JAL個人情報漏えい、6桁暗証での危険性(読売新聞 14/9/26)

日本航空(JAL)が24日、マイレージ会員の情報漏えい事件を発表した。社内のパソコンがウイルス感染したためで、最大75万件に及ぶ可能性がある。パスワードは流出していないものの、会員の生年月日が流出しているため危険な状態だ。
あのさあ…JALが自信を持って導入した二段階認証に使われる生年月日情報が、なんとJAL側の運用ミスとも言えそうなサイバー攻撃被害によって外部に漏洩する事態が発生。そもそもが二段階認証そのものも一部機能のみでの運用でして、ほとんど意味をなしていなかったわけですが、さらなる追い打ちという感じでしょうか。

で、あの輝かしき二段階認証を導入して後さらに苦節1年の月日をかけて、JALではこの度ようやく新しいセキュリティシステムが導入されることになったようです。

JAL、Webサイトでの生年月日認証をとりやめてパスワード認証に移行(RBB TODAY 15/9/25)

従来JALでは、JALマイレージバンク(JMB)会員向けサービスの一部手続きにおいて、「生年月日」(数字のみ)での認証を行っていた。今回、セキュリティ向上のため、「Webパスワード」での認証に移行する。RBB TODAY
これだけの改善を実現するのにずいぶん慎重に時間をかけたのは、やはり航空会社ならではの危機管理精神が反映されているのでしょうか。それにしても最初の不正アクセス事件から数えれば1年半以上をかけていることになります。さすがにこれは時間かけ過ぎじゃないですかね。
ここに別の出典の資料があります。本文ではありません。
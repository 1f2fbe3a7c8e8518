//! Time handling for sensor events
//!
//! Every event carries the millisecond timestamp its collaborator stamped
//! it with; the engine never reads a clock itself. Producers pick a source:
//! - System clock (host tooling, phones)
//! - Manual clock (tests, trace replay)

#[cfg(target_has_atomic = "64")]
use core::sync::atomic::{AtomicU64, Ordering};

/// Timestamp in milliseconds since epoch (or device boot for monotonic)
pub type Timestamp = u64;

/// Source of event timestamps
pub trait TimeSource {
    /// Get current timestamp in milliseconds
    fn now(&self) -> Timestamp;
}

/// Milliseconds from `earlier` to `later`, zero if the clock went backwards
pub fn elapsed_ms(earlier: Timestamp, later: Timestamp) -> u64 {
    later.saturating_sub(earlier)
}

/// System time source (requires std)
#[cfg(feature = "std")]
#[derive(Debug, Clone, Copy, Default)]
pub struct SystemClock;

#[cfg(feature = "std")]
impl TimeSource for SystemClock {
    fn now(&self) -> Timestamp {
        use std::time::{SystemTime, UNIX_EPOCH};

        SystemTime::now()
            .duration_since(UNIX_EPOCH)
            .unwrap_or_default()
            .as_millis() as Timestamp
    }
}

/// Manually advanced clock, shareable between producer threads
#[cfg(target_has_atomic = "64")]
#[derive(Debug, Default)]
pub struct ManualClock {
    now_ms: AtomicU64,
}

#[cfg(target_has_atomic = "64")]
impl ManualClock {
    /// Clock starting at `start`
    pub const fn new(start: Timestamp) -> Self {
        Self { now_ms: AtomicU64::new(start) }
    }

    /// Jump to an absolute time
    pub fn set(&self, timestamp: Timestamp) {
        self.now_ms.store(timestamp, Ordering::Release);
    }

    /// Move forward and return the new time
    pub fn advance(&self, ms: u64) -> Timestamp {
        self.now_ms.fetch_add(ms, Ordering::AcqRel) + ms
    }
}

#[cfg(target_has_atomic = "64")]
impl TimeSource for ManualClock {
    fn now(&self) -> Timestamp {
        self.now_ms.load(Ordering::Acquire)
    }
}

#[cfg(test)]
mod tests {
    use super::*;

    #[test]
    fn manual_clock_advances() {
        let clock = ManualClock::new(1000);
        assert_eq!(clock.now(), 1000);

        assert_eq!(clock.advance(500), 1500);
        assert_eq!(clock.now(), 1500);

        clock.set(200);
        assert_eq!(clock.now(), 200);
    }

    #[cfg(feature = "std")]
    #[test]
    fn system_clock_is_wall_time() {
        // 2020-01-01T00:00:00Z
        assert!(SystemClock.now() > 1_577_836_800_000);
    }

    #[test]
    fn elapsed_saturates() {
        assert_eq!(elapsed_ms(1000, 1500), 500);
        assert_eq!(elapsed_ms(1500, 1000), 0);
    }
}
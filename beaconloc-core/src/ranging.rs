//! Filtered distance per beacon
//!
//! The map the solver reads. An entry is overwritten each time its beacon
//! is ranged and keeps the position in insertion order it got on first
//! sighting, which the solver uses to break distance ties. Entries are
//! never non-finite.

use heapless::{FnvIndexMap, Vec};

use crate::{
    constants::buffers::MAX_BEACONS,
    errors::{PositioningError, PositioningResult},
    registry::BeaconId,
    time::{elapsed_ms, Timestamp},
};

/// Latest filtered distance for one beacon
#[derive(Debug, Clone, Copy, PartialEq)]
pub struct DistanceEntry {
    /// Filtered distance
    pub distance: f32,
    /// Timestamp of the scan that produced it
    pub last_seen: Timestamp,
    seq: u64,
}

impl DistanceEntry {
    /// Insertion rank of the beacon, lower was seen first
    pub fn seq(&self) -> u64 {
        self.seq
    }
}

/// `{BeaconId → filtered distance}` with first-sighting order
#[derive(Debug, Clone, Default)]
pub struct DistanceMap {
    entries: FnvIndexMap<BeaconId, DistanceEntry, MAX_BEACONS>,
    next_seq: u64,
}

impl DistanceMap {
    /// Empty map
    pub fn new() -> Self {
        Self::default()
    }

    /// Store a beacon's distance, keeping its original insertion rank
    pub fn record(&mut self, id: &BeaconId, distance: f32, timestamp: Timestamp) -> PositioningResult<()> {
        if !distance.is_finite() {
            return Err(PositioningError::InvalidMeasurement);
        }

        if let Some(entry) = self.entries.get_mut(id) {
            entry.distance = distance;
            entry.last_seen = timestamp;
            return Ok(());
        }

        let entry = DistanceEntry {
            distance,
            last_seen: timestamp,
            seq: self.next_seq,
        };
        self.entries
            .insert(id.clone(), entry)
            .map_err(|_| PositioningError::CapacityExceeded { capacity: MAX_BEACONS })?;
        self.next_seq += 1;
        Ok(())
    }

    /// Distance for a beacon
    pub fn get(&self, id: &BeaconId) -> Option<f32> {
        self.entries.get(id).map(|entry| entry.distance)
    }

    /// Full entry for a beacon
    pub fn entry(&self, id: &BeaconId) -> Option<&DistanceEntry> {
        self.entries.get(id)
    }

    /// Remove entries not refreshed within `max_age_ms` of `now`
    ///
    /// Returns how many were removed.
    pub fn evict_stale(&mut self, now: Timestamp, max_age_ms: u64) -> usize {
        let stale: Vec<BeaconId, MAX_BEACONS> = self
            .entries
            .iter()
            .filter(|(_, entry)| elapsed_ms(entry.last_seen, now) > max_age_ms)
            .map(|(id, _)| id.clone())
            .collect();

        for id in &stale {
            log_info!("Evicting stale beacon {}", id);
            self.entries.remove(id);
        }
        stale.len()
    }

    /// Entries in map order
    pub fn iter(&self) -> impl Iterator<Item = (&BeaconId, &DistanceEntry)> {
        self.entries.iter()
    }

    /// Number of ranged beacons
    pub fn len(&self) -> usize {
        self.entries.len()
    }

    /// Check if nothing has been ranged
    pub fn is_empty(&self) -> bool {
        self.entries.is_empty()
    }

    /// Drop every entry
    pub fn clear(&mut self) {
        self.entries.clear();
    }
}

#[cfg(test)]
mod tests {
    use super::*;

    fn id(name: &str) -> BeaconId {
        BeaconId::new(name).unwrap()
    }

    #[test]
    fn overwrite_keeps_insertion_rank() {
        let mut map = DistanceMap::new();
        map.record(&id("a"), 2.0, 0).unwrap();
        map.record(&id("b"), 3.0, 0).unwrap();
        map.record(&id("a"), 4.0, 10).unwrap();

        assert_eq!(map.len(), 2);
        assert_eq!(map.get(&id("a")), Some(4.0));
        let a = map.entry(&id("a")).unwrap();
        assert_eq!(a.seq(), 0);
        assert_eq!(a.last_seen, 10);
        assert_eq!(map.entry(&id("b")).unwrap().seq(), 1);
    }

    #[test]
    fn non_finite_distances_never_enter() {
        let mut map = DistanceMap::new();
        assert_eq!(map.record(&id("a"), f32::NAN, 0), Err(PositioningError::InvalidMeasurement));
        assert_eq!(map.record(&id("a"), f32::INFINITY, 0), Err(PositioningError::InvalidMeasurement));
        assert!(map.is_empty());
    }

    #[test]
    fn eviction_by_age() {
        let mut map = DistanceMap::new();
        map.record(&id("old"), 1.0, 1_000).unwrap();
        map.record(&id("fresh"), 1.0, 4_500).unwrap();

        assert_eq!(map.evict_stale(5_000, 2_000), 1);
        assert!(map.get(&id("old")).is_none());
        assert!(map.get(&id("fresh")).is_some());

        // Exactly at the limit stays
        assert_eq!(map.evict_stale(6_500, 2_000), 0);
    }

    #[test]
    fn rank_survives_removal() {
        let mut map = DistanceMap::new();
        map.record(&id("a"), 1.0, 0).unwrap();
        map.record(&id("b"), 1.0, 100).unwrap();
        map.record(&id("c"), 1.0, 100).unwrap();
        map.evict_stale(100, 50);

        let mut ranks: std::vec::Vec<u64> = map.iter().map(|(_, e)| e.seq()).collect();
        ranks.sort_unstable();
        assert_eq!(ranks, vec![1, 2]);
    }
}
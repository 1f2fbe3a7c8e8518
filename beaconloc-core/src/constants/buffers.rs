//! Buffer Constants
//!
//! Fixed capacities for the `heapless` collections. Map capacities must be
//! powers of two for `FnvIndexMap`.

/// Maximum number of beacons in a registry.
///
/// Also sizes every per-beacon map (smoothing windows, filters, distances),
/// so no registered beacon can be turned away by a full map.
///
/// Source: A floor plan rarely has more than a dozen beacons in range
pub const MAX_BEACONS: usize = 16;

/// Maximum RSSI smoothing window.
///
/// The configured window size may be anything in `1..=MAX_WINDOW_SIZE`.
pub const MAX_WINDOW_SIZE: usize = 32;

/// Maximum length of a beacon identifier.
///
/// `uuid_major_minor` is 36 + 1 + 5 + 1 + 5 = 48 characters at most.
pub const MAX_BEACON_ID_LEN: usize = 64;

/// Maximum length of a MAC address string (`AA:BB:CC:DD:EE:FF` is 17).
pub const MAX_ADDRESS_LEN: usize = 24;

/// Event queue capacity.
///
/// Must be a power of two and at most 128 for `heapless::mpmc`.
///
/// Source: ~0.6 s of scan callbacks at 100 Hz with headroom for sensor events
pub const EVENT_QUEUE_CAPACITY: usize = 64;
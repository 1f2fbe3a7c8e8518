//! Shared fixtures for the integration tests
//!
//! - A three-beacon floor and a four-beacon floor with known geometry
//! - A signal generator that inverts the path-loss model, with optional noise
//! - A deterministic RNG so noisy runs are reproducible

#![allow(dead_code)]

use beaconloc_core::{
    constants::signal::CALIBRATED_RSSI_AT_ONE_METER_DBM, BeaconRegistry, Point2D, ScanEvent, SensorEvent,
};

/// Reference power of every fixture beacon (dBm at 1 m)
pub const REFERENCE_POWER: f32 = CALIBRATED_RSSI_AT_ONE_METER_DBM;

/// Triangle floor: beacons at (0,0), (10,0), (5,10)
pub const TRIANGLE_FLOOR: &str = "\
# address,uuid,major,minor,power,x,y,color
AA:00:00:00:00:01,fda50693-a4e2-4fb1-afcf-c6eb07647825,1,1,-62,0.0,0.0,#FF0000
AA:00:00:00:00:02,fda50693-a4e2-4fb1-afcf-c6eb07647825,1,2,-62,10.0,0.0,#00FF00
AA:00:00:00:00:03,fda50693-a4e2-4fb1-afcf-c6eb07647825,1,3,-62,5.0,10.0,#0000FF
";

/// Square floor: beacons at the corners of a 20 m room
pub const SQUARE_FLOOR: &str = "\
AA:00:00:00:00:11,fda50693-a4e2-4fb1-afcf-c6eb07647825,2,1,-62,0.0,0.0,red
AA:00:00:00:00:12,fda50693-a4e2-4fb1-afcf-c6eb07647825,2,2,-62,20.0,0.0,green
AA:00:00:00:00:13,fda50693-a4e2-4fb1-afcf-c6eb07647825,2,3,-62,20.0,20.0,blue
AA:00:00:00:00:14,fda50693-a4e2-4fb1-afcf-c6eb07647825,2,4,-62,0.0,20.0,yellow
";

/// Parse a fixture floor
pub fn registry(floor: &str) -> BeaconRegistry {
    BeaconRegistry::parse(floor).expect("fixture metadata parses")
}

/// RSSI a receiver at `distance` meters would report, rounded to whole dBm
pub fn rssi_at(distance: f32, exponent: f32) -> i16 {
    let rssi = REFERENCE_POWER - 10.0 * exponent * distance.max(0.01).log10();
    rssi.round() as i16
}

/// Deterministic random number generator for tests
pub struct TestRng {
    state: u32,
}

impl TestRng {
    pub fn new(seed: u32) -> Self {
        Self { state: seed.max(1) }
    }

    pub fn next_u32(&mut self) -> u32 {
        // Xorshift
        self.state ^= self.state << 13;
        self.state ^= self.state >> 17;
        self.state ^= self.state << 5;
        self.state
    }

    pub fn next_f32(&mut self) -> f32 {
        (self.next_u32() >> 8) as f32 / 16_777_216.0
    }

    pub fn gen_range(&mut self, min: f32, max: f32) -> f32 {
        min + self.next_f32() * (max - min)
    }
}

/// Produces scan events for a receiver walking the floor
pub struct SignalGenerator<'a> {
    registry: &'a BeaconRegistry,
    exponent: f32,
    noise_db: f32,
    rng: TestRng,
}

impl<'a> SignalGenerator<'a> {
    pub fn new(registry: &'a BeaconRegistry, exponent: f32) -> Self {
        Self {
            registry,
            exponent,
            noise_db: 0.0,
            rng: TestRng::new(42),
        }
    }

    /// Add uniform noise of ±`noise_db` to every sample
    pub fn with_noise(mut self, noise_db: f32, seed: u32) -> Self {
        self.noise_db = noise_db;
        self.rng = TestRng::new(seed);
        self
    }

    /// One scan from every beacon, 1 ms apart starting at `timestamp`
    pub fn sweep(&mut self, receiver: Point2D, timestamp: u64) -> Vec<SensorEvent> {
        let mut beacons: Vec<_> = self.registry.iter().collect();
        beacons.sort_by(|a, b| a.address.as_str().cmp(b.address.as_str()));

        beacons
            .into_iter()
            .enumerate()
            .map(|(i, record)| {
                let distance = record.location.distance_to(&receiver);
                let noise = if self.noise_db > 0.0 {
                    self.rng.gen_range(-self.noise_db, self.noise_db).round() as i16
                } else {
                    0
                };
                let rssi = rssi_at(distance, self.exponent) + noise;
                let scan = ScanEvent::new(record.address.as_str(), rssi, timestamp + i as u64)
                    .expect("generated scan is valid");
                SensorEvent::Scan(scan)
            })
            .collect()
    }
}

#[macro_export]
macro_rules! assert_within_tolerance {
    ($actual:expr, $expected:expr, $tolerance:expr) => {
        let diff = ($actual - $expected).abs();
        if diff > $tolerance {
            panic!(
                "Value {} not within tolerance {} of expected {} (diff: {})",
                $actual, $tolerance, $expected, diff
            );
        }
    };
}
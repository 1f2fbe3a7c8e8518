//! RSSI to distance conversion
//!
//! Log-distance path loss model:
//!
//! ```text
//! distance = 10 ^ ((reference_power − rssi) / (10 · n))
//! ```
//!
//! `reference_power` is the beacon's calibrated RSSI at one meter and `n`
//! the path-loss exponent of the deployment environment. At
//! `rssi == reference_power` the distance is exactly 1.

use crate::{
    constants::signal::{
        DEFAULT_PATH_LOSS_EXPONENT, PATH_LOSS_HARD_PARTITION_OFFICE, PATH_LOSS_INDOOR_OBSTRUCTED,
        PATH_LOSS_OPEN_SPACE,
    },
    errors::{PositioningError, PositioningResult},
};

/// Deployment environment presets
#[derive(Debug, Clone, Copy, PartialEq, Eq)]
#[cfg_attr(feature = "serde", derive(serde::Serialize, serde::Deserialize))]
pub enum Environment {
    /// Line of sight, free-space propagation
    OpenSpace,
    /// Indoors with furniture and people in the way
    IndoorObstructed,
    /// Offices divided by walls and glass partitions
    HardPartitionOffice,
}

impl Environment {
    /// Path-loss exponent for this environment
    pub fn path_loss_exponent(&self) -> PathLossExponent {
        match self {
            Self::OpenSpace => PathLossExponent(PATH_LOSS_OPEN_SPACE),
            Self::IndoorObstructed => PathLossExponent(PATH_LOSS_INDOOR_OBSTRUCTED),
            Self::HardPartitionOffice => PathLossExponent(PATH_LOSS_HARD_PARTITION_OFFICE),
        }
    }
}

/// Positive, finite path-loss exponent
#[derive(Debug, Clone, Copy, PartialEq)]
pub struct PathLossExponent(f32);

impl PathLossExponent {
    /// Validate an exponent
    pub fn new(value: f32) -> PositioningResult<Self> {
        if value.is_finite() && value > 0.0 {
            Ok(Self(value))
        } else {
            Err(PositioningError::InvalidConfig {
                reason: "path-loss exponent must be positive and finite",
            })
        }
    }

    /// Raw exponent
    pub fn value(&self) -> f32 {
        self.0
    }
}

impl Default for PathLossExponent {
    fn default() -> Self {
        Self(DEFAULT_PATH_LOSS_EXPONENT)
    }
}

/// Distance for an RSSI given the beacon's one-meter reference power
pub fn estimate_distance(rssi: f32, reference_power: f32, exponent: PathLossExponent) -> f32 {
    libm::powf(10.0, (reference_power - rssi) / (10.0 * exponent.0))
}

/// One-meter reference power from a calibration taken at another distance
///
/// `rssi + 10·n·log10(d)`, the inverse of [`estimate_distance`].
pub fn reference_power_at_one_meter(
    calibrated_rssi: f32,
    calibrated_distance: f32,
    exponent: PathLossExponent,
) -> PositioningResult<f32> {
    if !calibrated_rssi.is_finite() || !calibrated_distance.is_finite() || calibrated_distance <= 0.0 {
        return Err(PositioningError::InvalidMeasurement);
    }
    Ok(calibrated_rssi + 10.0 * exponent.0 * libm::log10f(calibrated_distance))
}

/// Stateless converter bound to one exponent
#[derive(Debug, Clone, Copy, PartialEq, Default)]
pub struct DistanceModel {
    exponent: PathLossExponent,
}

impl DistanceModel {
    /// Model with an explicit exponent
    pub fn new(exponent: PathLossExponent) -> Self {
        Self { exponent }
    }

    /// Model using an environment preset
    pub fn for_environment(environment: Environment) -> Self {
        Self::new(environment.path_loss_exponent())
    }

    /// The configured exponent
    pub fn exponent(&self) -> PathLossExponent {
        self.exponent
    }

    /// Distance for a smoothed RSSI, rejecting unusable inputs or results
    pub fn estimate(&self, rssi: f32, reference_power: f32) -> PositioningResult<f32> {
        if !rssi.is_finite() || !reference_power.is_finite() {
            return Err(PositioningError::InvalidMeasurement);
        }
        let distance = estimate_distance(rssi, reference_power, self.exponent);
        if distance.is_finite() {
            Ok(distance)
        } else {
            Err(PositioningError::InvalidMeasurement)
        }
    }
}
いきなりマイナンバーでも導入するかも、という観測も一部であったようで、それはそれでちょっと見てみたい気もしますが、ある意味でお役所以上にお役所な感じの仕事ぶりには驚きを隠せないわけであります。

いまやサイバー攻撃への対処は国家的、社会的な問題だと叫ばれる昨今、おそらく担当各位は重要性を認識しておられたのでしょうがなかなか対策が講じられないというのは組織としての感度の鈍さだけが光ります。飛行機の安全運航と同じぐらい、顧客の情報管理には細心の注意を払って欲しいと強く感じる次第です。